(Beginning of Information supplied)

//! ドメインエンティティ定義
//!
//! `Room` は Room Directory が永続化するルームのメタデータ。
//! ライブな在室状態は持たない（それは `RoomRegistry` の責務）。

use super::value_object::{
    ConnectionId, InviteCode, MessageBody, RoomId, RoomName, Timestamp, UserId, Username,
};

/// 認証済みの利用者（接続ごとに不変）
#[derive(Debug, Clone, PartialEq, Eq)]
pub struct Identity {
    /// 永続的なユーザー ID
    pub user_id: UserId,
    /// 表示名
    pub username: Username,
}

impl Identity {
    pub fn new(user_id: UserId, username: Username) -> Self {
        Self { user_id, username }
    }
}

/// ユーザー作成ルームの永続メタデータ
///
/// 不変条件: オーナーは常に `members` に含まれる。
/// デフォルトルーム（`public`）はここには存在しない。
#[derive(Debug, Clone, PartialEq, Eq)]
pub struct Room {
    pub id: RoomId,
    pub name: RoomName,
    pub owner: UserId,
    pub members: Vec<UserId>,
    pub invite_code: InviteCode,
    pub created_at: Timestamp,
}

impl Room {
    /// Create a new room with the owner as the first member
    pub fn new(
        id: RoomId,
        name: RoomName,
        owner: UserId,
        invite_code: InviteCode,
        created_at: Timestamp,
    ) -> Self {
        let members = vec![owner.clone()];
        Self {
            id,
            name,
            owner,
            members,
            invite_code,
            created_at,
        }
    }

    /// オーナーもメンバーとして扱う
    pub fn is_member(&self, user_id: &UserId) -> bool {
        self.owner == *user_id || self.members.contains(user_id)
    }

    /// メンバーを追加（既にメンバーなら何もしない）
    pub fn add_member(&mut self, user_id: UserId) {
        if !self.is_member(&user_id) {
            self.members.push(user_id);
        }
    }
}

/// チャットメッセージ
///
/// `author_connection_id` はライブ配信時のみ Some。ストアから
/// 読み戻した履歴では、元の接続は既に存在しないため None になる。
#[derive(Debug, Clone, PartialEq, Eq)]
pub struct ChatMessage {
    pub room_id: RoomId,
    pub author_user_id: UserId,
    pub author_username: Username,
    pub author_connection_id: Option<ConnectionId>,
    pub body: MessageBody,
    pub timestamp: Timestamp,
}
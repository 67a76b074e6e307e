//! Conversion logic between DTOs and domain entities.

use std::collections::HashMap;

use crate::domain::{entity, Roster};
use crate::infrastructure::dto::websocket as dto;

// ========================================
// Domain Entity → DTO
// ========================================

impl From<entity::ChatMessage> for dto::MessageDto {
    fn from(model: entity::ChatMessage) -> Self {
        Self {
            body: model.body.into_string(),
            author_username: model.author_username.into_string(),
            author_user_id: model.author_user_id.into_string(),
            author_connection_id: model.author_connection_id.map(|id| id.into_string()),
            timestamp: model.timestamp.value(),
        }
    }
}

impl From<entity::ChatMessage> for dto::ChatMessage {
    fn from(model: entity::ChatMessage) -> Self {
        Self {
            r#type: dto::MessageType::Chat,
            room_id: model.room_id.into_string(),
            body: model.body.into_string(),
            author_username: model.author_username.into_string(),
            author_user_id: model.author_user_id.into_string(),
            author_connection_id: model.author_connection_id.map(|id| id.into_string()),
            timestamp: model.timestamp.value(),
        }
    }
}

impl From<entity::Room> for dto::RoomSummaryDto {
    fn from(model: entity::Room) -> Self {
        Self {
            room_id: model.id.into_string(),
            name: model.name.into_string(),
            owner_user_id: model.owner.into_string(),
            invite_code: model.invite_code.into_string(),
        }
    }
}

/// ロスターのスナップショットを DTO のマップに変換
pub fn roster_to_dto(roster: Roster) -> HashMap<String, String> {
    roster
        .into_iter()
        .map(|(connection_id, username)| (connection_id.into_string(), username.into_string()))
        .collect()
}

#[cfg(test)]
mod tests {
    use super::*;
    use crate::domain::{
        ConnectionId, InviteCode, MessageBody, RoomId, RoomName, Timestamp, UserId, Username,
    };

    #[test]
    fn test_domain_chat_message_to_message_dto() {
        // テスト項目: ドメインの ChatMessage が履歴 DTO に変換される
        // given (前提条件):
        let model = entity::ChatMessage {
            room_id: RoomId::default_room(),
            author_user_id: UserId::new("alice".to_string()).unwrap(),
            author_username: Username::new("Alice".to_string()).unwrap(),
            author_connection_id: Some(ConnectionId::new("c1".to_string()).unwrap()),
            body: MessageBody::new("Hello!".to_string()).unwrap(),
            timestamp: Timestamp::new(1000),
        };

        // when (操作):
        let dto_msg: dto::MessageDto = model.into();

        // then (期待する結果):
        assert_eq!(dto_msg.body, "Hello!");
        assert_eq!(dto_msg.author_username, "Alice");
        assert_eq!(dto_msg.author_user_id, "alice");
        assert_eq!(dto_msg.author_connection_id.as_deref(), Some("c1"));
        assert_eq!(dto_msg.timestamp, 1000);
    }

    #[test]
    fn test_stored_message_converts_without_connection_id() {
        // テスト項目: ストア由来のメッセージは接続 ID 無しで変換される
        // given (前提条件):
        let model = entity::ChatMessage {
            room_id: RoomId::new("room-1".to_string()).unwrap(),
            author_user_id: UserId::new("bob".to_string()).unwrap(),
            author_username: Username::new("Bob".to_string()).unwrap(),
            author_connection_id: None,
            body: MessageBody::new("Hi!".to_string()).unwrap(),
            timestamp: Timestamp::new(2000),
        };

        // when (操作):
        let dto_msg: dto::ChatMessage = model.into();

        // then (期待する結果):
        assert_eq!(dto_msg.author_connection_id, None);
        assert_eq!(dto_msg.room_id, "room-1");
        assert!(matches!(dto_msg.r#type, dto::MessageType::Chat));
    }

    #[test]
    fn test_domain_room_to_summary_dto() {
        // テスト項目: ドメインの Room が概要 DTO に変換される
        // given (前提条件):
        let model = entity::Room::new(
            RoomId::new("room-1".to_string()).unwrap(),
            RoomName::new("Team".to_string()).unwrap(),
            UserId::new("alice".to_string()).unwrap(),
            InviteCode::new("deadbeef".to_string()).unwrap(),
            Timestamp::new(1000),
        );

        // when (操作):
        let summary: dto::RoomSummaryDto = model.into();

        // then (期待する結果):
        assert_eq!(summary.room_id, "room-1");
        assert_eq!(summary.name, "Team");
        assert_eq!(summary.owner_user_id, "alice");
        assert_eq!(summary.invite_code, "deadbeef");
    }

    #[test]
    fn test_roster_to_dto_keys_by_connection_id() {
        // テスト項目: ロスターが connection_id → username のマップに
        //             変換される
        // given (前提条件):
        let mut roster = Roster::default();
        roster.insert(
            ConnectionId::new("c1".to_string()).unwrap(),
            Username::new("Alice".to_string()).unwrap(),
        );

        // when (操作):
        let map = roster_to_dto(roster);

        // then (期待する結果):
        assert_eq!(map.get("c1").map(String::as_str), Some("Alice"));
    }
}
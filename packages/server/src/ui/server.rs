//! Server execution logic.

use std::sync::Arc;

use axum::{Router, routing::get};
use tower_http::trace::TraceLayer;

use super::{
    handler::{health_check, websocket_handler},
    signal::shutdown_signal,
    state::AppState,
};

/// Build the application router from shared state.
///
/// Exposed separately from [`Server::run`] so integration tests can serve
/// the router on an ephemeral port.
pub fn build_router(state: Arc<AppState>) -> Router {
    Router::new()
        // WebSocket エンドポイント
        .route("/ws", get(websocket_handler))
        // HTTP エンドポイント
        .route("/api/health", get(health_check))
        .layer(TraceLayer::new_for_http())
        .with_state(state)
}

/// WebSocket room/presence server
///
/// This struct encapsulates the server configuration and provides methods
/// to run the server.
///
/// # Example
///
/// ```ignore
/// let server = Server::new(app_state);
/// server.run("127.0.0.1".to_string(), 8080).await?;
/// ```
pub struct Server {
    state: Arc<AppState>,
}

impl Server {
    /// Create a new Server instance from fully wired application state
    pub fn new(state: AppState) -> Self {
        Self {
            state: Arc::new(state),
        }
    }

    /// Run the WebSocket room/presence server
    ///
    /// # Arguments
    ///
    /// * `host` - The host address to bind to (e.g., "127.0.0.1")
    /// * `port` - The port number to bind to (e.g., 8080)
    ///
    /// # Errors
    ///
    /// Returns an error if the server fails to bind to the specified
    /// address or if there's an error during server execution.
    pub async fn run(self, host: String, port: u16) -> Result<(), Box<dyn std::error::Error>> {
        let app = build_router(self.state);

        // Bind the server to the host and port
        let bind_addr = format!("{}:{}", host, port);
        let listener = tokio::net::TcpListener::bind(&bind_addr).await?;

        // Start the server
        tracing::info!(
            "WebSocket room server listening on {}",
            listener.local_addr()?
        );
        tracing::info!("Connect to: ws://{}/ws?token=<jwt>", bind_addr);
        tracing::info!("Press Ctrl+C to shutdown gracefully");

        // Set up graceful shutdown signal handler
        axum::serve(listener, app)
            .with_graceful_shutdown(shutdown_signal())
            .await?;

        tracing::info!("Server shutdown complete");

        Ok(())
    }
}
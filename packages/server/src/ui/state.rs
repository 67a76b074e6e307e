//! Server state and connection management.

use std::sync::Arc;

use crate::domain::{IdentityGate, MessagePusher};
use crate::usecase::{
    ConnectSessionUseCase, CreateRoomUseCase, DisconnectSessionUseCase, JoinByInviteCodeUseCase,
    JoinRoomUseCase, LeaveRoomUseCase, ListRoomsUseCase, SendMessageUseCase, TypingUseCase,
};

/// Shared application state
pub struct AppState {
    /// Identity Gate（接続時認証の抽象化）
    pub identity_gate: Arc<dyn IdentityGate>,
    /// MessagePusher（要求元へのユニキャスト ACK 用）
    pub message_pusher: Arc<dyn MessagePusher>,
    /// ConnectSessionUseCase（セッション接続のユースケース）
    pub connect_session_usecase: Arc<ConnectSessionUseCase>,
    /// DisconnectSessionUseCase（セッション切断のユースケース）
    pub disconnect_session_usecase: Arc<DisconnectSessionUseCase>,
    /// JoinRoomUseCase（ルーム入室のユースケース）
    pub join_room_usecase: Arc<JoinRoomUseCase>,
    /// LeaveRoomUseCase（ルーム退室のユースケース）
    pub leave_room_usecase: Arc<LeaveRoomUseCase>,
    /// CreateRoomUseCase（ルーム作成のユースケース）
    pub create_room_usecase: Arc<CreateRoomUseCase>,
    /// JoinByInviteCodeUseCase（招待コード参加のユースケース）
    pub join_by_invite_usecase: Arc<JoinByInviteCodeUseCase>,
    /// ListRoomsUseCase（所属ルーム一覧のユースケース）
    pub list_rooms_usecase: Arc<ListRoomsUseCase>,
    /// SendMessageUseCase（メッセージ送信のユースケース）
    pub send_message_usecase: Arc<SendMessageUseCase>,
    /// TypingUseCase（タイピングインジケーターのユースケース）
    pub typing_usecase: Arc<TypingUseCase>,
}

(End of Information supplied)

## What is needed
Starting with the line that holds "host and port" and ending with the line that holds "listener.local_addr()?", retype every line in the data above exactly, and nothing else.

## Solution
        // Bind the server to the host and port
        let bind_addr = format!("{}:{}", host, port);
        let listener = tokio::net::TcpListener::bind(&bind_addr).await?;

        // Start the server
        tracing::info!(
            "WebSocket room server listening on {}",
            listener.local_addr()?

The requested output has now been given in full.